//! Decoding of the curve program's emitted events.

use borsh::BorshDeserialize;
use solana_sdk::pubkey::Pubkey;

use crate::error::{BundlerError, Result};

pub const CREATE_EVENT_DISCRIMINATOR: [u8; 8] = [27, 114, 169, 77, 222, 235, 99, 118];
pub const TRADE_EVENT_DISCRIMINATOR: [u8; 8] = [189, 219, 127, 211, 78, 230, 97, 238];
pub const COMPLETE_EVENT_DISCRIMINATOR: [u8; 8] = [95, 114, 97, 156, 212, 46, 152, 8];
pub const SET_PARAMS_EVENT_DISCRIMINATOR: [u8; 8] = [223, 195, 159, 246, 62, 48, 143, 131];

#[derive(Debug, Clone, Copy, PartialEq, Eq, Hash)]
pub enum EventKind {
    Create,
    Trade,
    Complete,
    SetParams,
}

impl EventKind {
    pub const ALL: [EventKind; 4] = [
        EventKind::Create,
        EventKind::Trade,
        EventKind::Complete,
        EventKind::SetParams,
    ];

    pub fn discriminator(self) -> [u8; 8] {
        match self {
            EventKind::Create => CREATE_EVENT_DISCRIMINATOR,
            EventKind::Trade => TRADE_EVENT_DISCRIMINATOR,
            EventKind::Complete => COMPLETE_EVENT_DISCRIMINATOR,
            EventKind::SetParams => SET_PARAMS_EVENT_DISCRIMINATOR,
        }
    }

    pub fn from_discriminator(tag: &[u8; 8]) -> Option<Self> {
        Self::ALL.into_iter().find(|k| &k.discriminator() == tag)
    }
}

#[derive(Debug, Clone, PartialEq, Eq)]
pub struct CreateEvent {
    pub name: String,
    pub symbol: String,
    pub uri: String,
    pub mint: Pubkey,
    pub bonding_curve: Pubkey,
    pub user: Pubkey,
}

#[derive(Debug, Clone, Copy, PartialEq, Eq)]
pub struct TradeEvent {
    pub mint: Pubkey,
    pub sol_amount: u64,
    pub token_amount: u64,
    pub is_buy: bool,
    pub user: Pubkey,
    pub timestamp: i64,
    pub virtual_sol_reserves: u64,
    pub virtual_token_reserves: u64,
}

#[derive(Debug, Clone, Copy, PartialEq, Eq)]
pub struct CompleteEvent {
    pub user: Pubkey,
    pub mint: Pubkey,
    pub bonding_curve: Pubkey,
    pub timestamp: i64,
}

#[derive(Debug, Clone, Copy, PartialEq, Eq)]
pub struct SetParamsEvent {
    pub fee_recipient: Pubkey,
    pub initial_virtual_token_reserves: u64,
    pub initial_virtual_sol_reserves: u64,
    pub initial_real_token_reserves: u64,
    pub token_total_supply: u64,
    pub fee_basis_points: u64,
}

#[derive(Debug, Clone, PartialEq, Eq)]
pub enum ProgramEvent {
    Create(CreateEvent),
    Trade(TradeEvent),
    Complete(CompleteEvent),
    SetParams(SetParamsEvent),
}

impl ProgramEvent {
    pub fn kind(&self) -> EventKind {
        match self {
            ProgramEvent::Create(_) => EventKind::Create,
            ProgramEvent::Trade(_) => EventKind::Trade,
            ProgramEvent::Complete(_) => EventKind::Complete,
            ProgramEvent::SetParams(_) => EventKind::SetParams,
        }
    }

    /// Decodes a raw event payload (tag followed by the borsh body).
    /// Trailing bytes added by newer program versions are ignored.
    pub fn decode(data: &[u8]) -> Result<Self> {
        let (tag, mut body) = data
            .split_first_chunk::<8>()
            .ok_or_else(|| BundlerError::InvalidAccountData("event shorter than tag".into()))?;
        let kind = EventKind::from_discriminator(tag)
            .ok_or_else(|| BundlerError::InvalidAccountData(format!("unknown event tag {tag:?}")))?;

        let event = match kind {
            EventKind::Create => {
                let raw = RawCreate::deserialize(&mut body).map_err(decode_err)?;
                ProgramEvent::Create(CreateEvent {
                    name: raw.name,
                    symbol: raw.symbol,
                    uri: raw.uri,
                    mint: Pubkey::new_from_array(raw.mint),
                    bonding_curve: Pubkey::new_from_array(raw.bonding_curve),
                    user: Pubkey::new_from_array(raw.user),
                })
            }
            EventKind::Trade => {
                let raw = RawTrade::deserialize(&mut body).map_err(decode_err)?;
                ProgramEvent::Trade(TradeEvent {
                    mint: Pubkey::new_from_array(raw.mint),
                    sol_amount: raw.sol_amount,
                    token_amount: raw.token_amount,
                    is_buy: raw.is_buy,
                    user: Pubkey::new_from_array(raw.user),
                    timestamp: raw.timestamp,
                    virtual_sol_reserves: raw.virtual_sol_reserves,
                    virtual_token_reserves: raw.virtual_token_reserves,
                })
            }
            EventKind::Complete => {
                let raw = RawComplete::deserialize(&mut body).map_err(decode_err)?;
                ProgramEvent::Complete(CompleteEvent {
                    user: Pubkey::new_from_array(raw.user),
                    mint: Pubkey::new_from_array(raw.mint),
                    bonding_curve: Pubkey::new_from_array(raw.bonding_curve),
                    timestamp: raw.timestamp,
                })
            }
            EventKind::SetParams => {
                let raw = RawSetParams::deserialize(&mut body).map_err(decode_err)?;
                ProgramEvent::SetParams(SetParamsEvent {
                    fee_recipient: Pubkey::new_from_array(raw.fee_recipient),
                    initial_virtual_token_reserves: raw.initial_virtual_token_reserves,
                    initial_virtual_sol_reserves: raw.initial_virtual_sol_reserves,
                    initial_real_token_reserves: raw.initial_real_token_reserves,
                    token_total_supply: raw.token_total_supply,
                    fee_basis_points: raw.fee_basis_points,
                })
            }
        };
        Ok(event)
    }
}

fn decode_err(e: std::io::Error) -> BundlerError {
    BundlerError::InvalidAccountData(format!("event body: {e}"))
}

#[derive(BorshDeserialize)]
struct RawCreate {
    name: String,
    symbol: String,
    uri: String,
    mint: [u8; 32],
    bonding_curve: [u8; 32],
    user: [u8; 32],
}

#[derive(BorshDeserialize)]
struct RawTrade {
    mint: [u8; 32],
    sol_amount: u64,
    token_amount: u64,
    is_buy: bool,
    user: [u8; 32],
    timestamp: i64,
    virtual_sol_reserves: u64,
    virtual_token_reserves: u64,
}

#[derive(BorshDeserialize)]
struct RawComplete {
    user: [u8; 32],
    mint: [u8; 32],
    bonding_curve: [u8; 32],
    timestamp: i64,
}

#[derive(BorshDeserialize)]
struct RawSetParams {
    fee_recipient: [u8; 32],
    initial_virtual_token_reserves: u64,
    initial_virtual_sol_reserves: u64,
    initial_real_token_reserves: u64,
    token_total_supply: u64,
    fee_basis_points: u64,
}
⁂
Task item: Hand back the whole listing, exactly as it is.

Exercise result:
//! Decoding of the curve program's emitted events.

use borsh::BorshDeserialize;
use solana_sdk::pubkey::Pubkey;

use crate::error::{BundlerError, Result};

pub const CREATE_EVENT_DISCRIMINATOR: [u8; 8] = [27, 114, 169, 77, 222, 235, 99, 118];
pub const TRADE_EVENT_DISCRIMINATOR: [u8; 8] = [189, 219, 127, 211, 78, 230, 97, 238];
pub const COMPLETE_EVENT_DISCRIMINATOR: [u8; 8] = [95, 114, 97, 156, 212, 46, 152, 8];
pub const SET_PARAMS_EVENT_DISCRIMINATOR: [u8; 8] = [223, 195, 159, 246, 62, 48, 143, 131];

#[derive(Debug, Clone, Copy, PartialEq, Eq, Hash)]
pub enum EventKind {
    Create,
    Trade,
    Complete,
    SetParams,
}

impl EventKind {
    pub const ALL: [EventKind; 4] = [
        EventKind::Create,
        EventKind::Trade,
        EventKind::Complete,
        EventKind::SetParams,
    ];

    pub fn discriminator(self) -> [u8; 8] {
        match self {
            EventKind::Create => CREATE_EVENT_DISCRIMINATOR,
            EventKind::Trade => TRADE_EVENT_DISCRIMINATOR,
            EventKind::Complete => COMPLETE_EVENT_DISCRIMINATOR,
            EventKind::SetParams => SET_PARAMS_EVENT_DISCRIMINATOR,
        }
    }

    pub fn from_discriminator(tag: &[u8; 8]) -> Option<Self> {
        Self::ALL.into_iter().find(|k| &k.discriminator() == tag)
    }
}

#[derive(Debug, Clone, PartialEq, Eq)]
pub struct CreateEvent {
    pub name: String,
    pub symbol: String,
    pub uri: String,
    pub mint: Pubkey,
    pub bonding_curve: Pubkey,
    pub user: Pubkey,
}

#[derive(Debug, Clone, Copy, PartialEq, Eq)]
pub struct TradeEvent {
    pub mint: Pubkey,
    pub sol_amount: u64,
    pub token_amount: u64,
    pub is_buy: bool,
    pub user: Pubkey,
    pub timestamp: i64,
    pub virtual_sol_reserves: u64,
    pub virtual_token_reserves: u64,
}

#[derive(Debug, Clone, Copy, PartialEq, Eq)]
pub struct CompleteEvent {
    pub user: Pubkey,
    pub mint: Pubkey,
    pub bonding_curve: Pubkey,
    pub timestamp: i64,
}

#[derive(Debug, Clone, Copy, PartialEq, Eq)]
pub struct SetParamsEvent {
    pub fee_recipient: Pubkey,
    pub initial_virtual_token_reserves: u64,
    pub initial_virtual_sol_reserves: u64,
    pub initial_real_token_reserves: u64,
    pub token_total_supply: u64,
    pub fee_basis_points: u64,
}

#[derive(Debug, Clone, PartialEq, Eq)]
pub enum ProgramEvent {
    Create(CreateEvent),
    Trade(TradeEvent),
    Complete(CompleteEvent),
    SetParams(SetParamsEvent),
}

impl ProgramEvent {
    pub fn kind(&self) -> EventKind {
        match self {
            ProgramEvent::Create(_) => EventKind::Create,
            ProgramEvent::Trade(_) => EventKind::Trade,
            ProgramEvent::Complete(_) => EventKind::Complete,
            ProgramEvent::SetParams(_) => EventKind::SetParams,
        }
    }

    /// Decodes a raw event payload (tag followed by the borsh body).
    /// Trailing bytes added by newer program versions are ignored.
    pub fn decode(data: &[u8]) -> Result<Self> {
        let (tag, mut body) = data
            .split_first_chunk::<8>()
            .ok_or_else(|| BundlerError::InvalidAccountData("event shorter than tag".into()))?;
        let kind = EventKind::from_discriminator(tag)
            .ok_or_else(|| BundlerError::InvalidAccountData(format!("unknown event tag {tag:?}")))?;

        let event = match kind {
            EventKind::Create => {
                let raw = RawCreate::deserialize(&mut body).map_err(decode_err)?;
                ProgramEvent::Create(CreateEvent {
                    name: raw.name,
                    symbol: raw.symbol,
                    uri: raw.uri,
                    mint: Pubkey::new_from_array(raw.mint),
                    bonding_curve: Pubkey::new_from_array(raw.bonding_curve),
                    user: Pubkey::new_from_array(raw.user),
                })
            }
            EventKind::Trade => {
                let raw = RawTrade::deserialize(&mut body).map_err(decode_err)?;
                ProgramEvent::Trade(TradeEvent {
                    mint: Pubkey::new_from_array(raw.mint),
                    sol_amount: raw.sol_amount,
                    token_amount: raw.token_amount,
                    is_buy: raw.is_buy,
                    user: Pubkey::new_from_array(raw.user),
                    timestamp: raw.timestamp,
                    virtual_sol_reserves: raw.virtual_sol_reserves,
                    virtual_token_reserves: raw.virtual_token_reserves,
                })
            }
            EventKind::Complete => {
                let raw = RawComplete::deserialize(&mut body).map_err(decode_err)?;
                ProgramEvent::Complete(CompleteEvent {
                    user: Pubkey::new_from_array(raw.user),
                    mint: Pubkey::new_from_array(raw.mint),
                    bonding_curve: Pubkey::new_from_array(raw.bonding_curve),
                    timestamp: raw.timestamp,
                })
            }
            EventKind::SetParams => {
                let raw = RawSetParams::deserialize(&mut body).map_err(decode_err)?;
                ProgramEvent::SetParams(SetParamsEvent {
                    fee_recipient: Pubkey::new_from_array(raw.fee_recipient),
                    initial_virtual_token_reserves: raw.initial_virtual_token_reserves,
                    initial_virtual_sol_reserves: raw.initial_virtual_sol_reserves,
                    initial_real_token_reserves: raw.initial_real_token_reserves,
                    token_total_supply: raw.token_total_supply,
                    fee_basis_points: raw.fee_basis_points,
                })
            }
        };
        Ok(event)
    }
}

fn decode_err(e: std::io::Error) -> BundlerError {
    BundlerError::InvalidAccountData(format!("event body: {e}"))
}

#[derive(BorshDeserialize)]
struct RawCreate {
    name: String,
    symbol: String,
    uri: String,
    mint: [u8; 32],
    bonding_curve: [u8; 32],
    user: [u8; 32],
}

#[derive(BorshDeserialize)]
struct RawTrade {
    mint: [u8; 32],
    sol_amount: u64,
    token_amount: u64,
    is_buy: bool,
    user: [u8; 32],
    timestamp: i64,
    virtual_sol_reserves: u64,
    virtual_token_reserves: u64,
}

#[derive(BorshDeserialize)]
struct RawComplete {
    user: [u8; 32],
    mint: [u8; 32],
    bonding_curve: [u8; 32],
    timestamp: i64,
}

#[derive(BorshDeserialize)]
struct RawSetParams {
    fee_recipient: [u8; 32],
    initial_virtual_token_reserves: u64,
    initial_virtual_sol_reserves: u64,
    initial_real_token_reserves: u64,
    token_total_supply: u64,
    fee_basis_points: u64,
}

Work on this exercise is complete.